SECURITIES AND EXCHANGE COMMISSION

WASHINGTON, D.C. 20549

 

 

FORM 8-K

 

 

CURRENT REPORT

PURSUANT TO SECTION 13 OR 15(d) OF THE

SECURITIES EXCHANGE ACT OF 1934

Date of Report (Date of Earliest Event Reported): March 8, 2011

 

 

AMERICAN TOWER CORPORATION

(Exact Name of Registrant as Specified in Charter)

 

 

 

Delaware   001-14195   65-0723837

(State or Other Jurisdiction

of Incorporation)

 

(Commission

File Number)

 

(IRS Employer

Identification No.)

116 Huntington Avenue

Boston, Massachusetts 02116

(Address of Principal Executive Offices) (Zip Code)

(617) 375-7500

(Registrant’s telephone number, including area code)

Not Applicable

(Former name or former address, if changed since last report)

 

 

Check the appropriate box below if the Form 8-K filing is intended to simultaneously satisfy the filing obligation of the registrant under any of the following provisions (see General Instruction A.2. below):

 

¨ Written communications pursuant to Rule 425 under the Securities Act (17 CFR 230.425)

 

¨ Soliciting material pursuant to Rule 14a-12 under the Exchange Act (17 CFR 240.14a-12)

 

¨ Pre-commencement communications pursuant to Rule 14d-2(b) under the Exchange Act (17 CFR 240.14d-2(b))

 

¨ Pre-commencement communications pursuant to Rule 13e-4(c) under the Exchange Act (17 CFR 240.13e-4(c))

 

 

 


Item 8.01 Other Items.

On March 8, 2011, American Tower Corporation (the “Company”) issued a press release announcing that it had, through its local South African subsidiary, acquired approximately 960 existing towers from Cell C (Pty) Limited, a private company incorporated according to the laws of South Africa (“Cell C”), for an aggregate purchase price of approximately $140 million, using cash on hand, local financing, and funds contributed by South African investors who currently hold an approximate 25% minority stake in the subsidiary.

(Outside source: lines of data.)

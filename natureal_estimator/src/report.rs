#![forbid(unsafe_code)]

use std::fmt::Write as _;

use chrono::{DateTime, Utc};
use natureal_footprint::{
    Dashboard, DomainKind, EnergyInputs, LiveCategories, PersonalInputs, TravelInputs,
    WasteInputs,
};
use natureal_forms::{FeedbackPolicy, PageFeedback};
use serde::{Deserialize, Serialize};

/// Contents of an `estimate` input file. Missing sections keep their form
/// defaults.
#[derive(Debug, Clone, Default, Deserialize)]
#[serde(default)]
pub struct EstimateRequest {
    pub personal: PersonalInputs,
    pub travel: TravelInputs,
    pub energy: EnergyInputs,
    pub waste: WasteInputs,
}

impl From<EstimateRequest> for LiveCategories {
    fn from(req: EstimateRequest) -> Self {
        LiveCategories {
            personal: req.personal,
            travel: req.travel,
            energy: req.energy,
            waste: req.waste,
        }
    }
}

#[derive(Debug, Clone, Serialize)]
pub struct EstimateReport {
    pub generated_at: DateTime<Utc>,
    pub pages: Vec<PageFeedback>,
    pub dashboard: Dashboard,
}

impl EstimateReport {
    pub fn build(request: EstimateRequest, policy: &FeedbackPolicy) -> Self {
        let live = LiveCategories::from(request);
        let pages = live
            .footprints()
            .into_iter()
            .map(|(domain, footprint)| PageFeedback::new(domain, footprint, policy))
            .collect();
        EstimateReport {
            generated_at: Utc::now(),
            pages,
            dashboard: Dashboard::build(&live),
        }
    }

    pub fn page(&self, domain: DomainKind) -> Option<&PageFeedback> {
        self.pages.iter().find(|p| p.domain == domain)
    }
}

pub fn render_estimate(report: &EstimateReport) -> String {
    let mut out = String::new();
    for page in &report.pages {
        let _ = writeln!(
            out,
            "{:<9} {:>10}  gauge {:.0}%",
            page.domain.label(),
            page.footprint.to_string(),
            page.gauge_percent
        );
        if let Some(hint) = page.suggestion {
            let _ = writeln!(out, "          {hint}");
        }
    }
    out.push('\n');
    out.push_str(&render_dashboard(&report.dashboard));
    out
}

pub fn render_dashboard(dashboard: &Dashboard) -> String {
    let mut out = String::new();
    let _ = writeln!(out, "Total footprint: {:.2}", dashboard.total);
    for slice in &dashboard.pie {
        let _ = writeln!(
            out,
            "  {:<9} {:>10.2}  {:>5.1}%  {}",
            slice.name,
            slice.value,
            slice.share * 100.0,
            slice.color
        );
    }
    out
}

The Company expects to acquire from Cell C approximately 440 additional existing towers during 2011 for an aggregate purchase price of approximately $60 million, subject to customary closing conditions. The Company’s press release, dated March 8, 2011, is filed herewith as Exhibit 99.1, and is incorporated by reference herein.

 

Item 9.01 Financial Statements and Exhibits.

(d) Exhibits

 

Exhibit
No.

  

Description

99.1    Press release dated March 8, 2011.


SIGNATURE

Pursuant to the requirements of the Securities Exchange Act of 1934, the registrant has duly caused this report to be signed on its behalf by the undersigned hereunto duly authorized.

 

 

AMERICAN TOWER CORPORATION

                             (Registrant)

Date:     March 8, 2011   By:  

/S/ THOMAS A. BARTLETT

    Thomas A. Bartlett
   

Executive Vice President and

Chief Financial Officer


EXHIBIT INDEX

 

Exhibit
No.

  

Description

99.1    Press release dated March 8, 2011.